Work instructions. From the entries, copy out every line in which the word "RenderFrame" is found.

Data for processing.
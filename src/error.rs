use thiserror::Error;

pub type ChartResult<T> = Result<T, ChartError>;

#[derive(Debug, Error)]
pub enum ChartError {
    #[error("invalid viewport size: width={width}, height={height}")]
    InvalidViewport { width: u32, height: u32 },

    #[error("invalid data: {0}")]
    InvalidData(String),

    #[error("invalid config: {0}")]
    InvalidConfig(String),
}
use crate::error::ChartResult;
use crate::render::{FrameStats, RenderFrame, Renderer};

/// No-op renderer used by tests and headless usage.
///
/// It still validates frame content so invalid geometry is caught before a
/// real backend sees it.
#[derive(Debug, Default)]
pub struct NullRenderer {
    pub frames_rendered: usize,
    pub last_stats: FrameStats,
    pub last_frame: Option<RenderFrame>,
}

impl Renderer for NullRenderer {
    fn render(&mut self, frame: &RenderFrame) -> ChartResult<()> {
        frame.validate()?;
        self.frames_rendered += 1;
        self.last_stats = frame.stats();
        self.last_frame = Some(frame.clone());
        Ok(())
    }
}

Completed exercise.
use crate::render::{FrameStats, RenderFrame, Renderer};
    pub last_frame: Option<RenderFrame>,
    fn render(&mut self, frame: &RenderFrame) -> ChartResult<()> {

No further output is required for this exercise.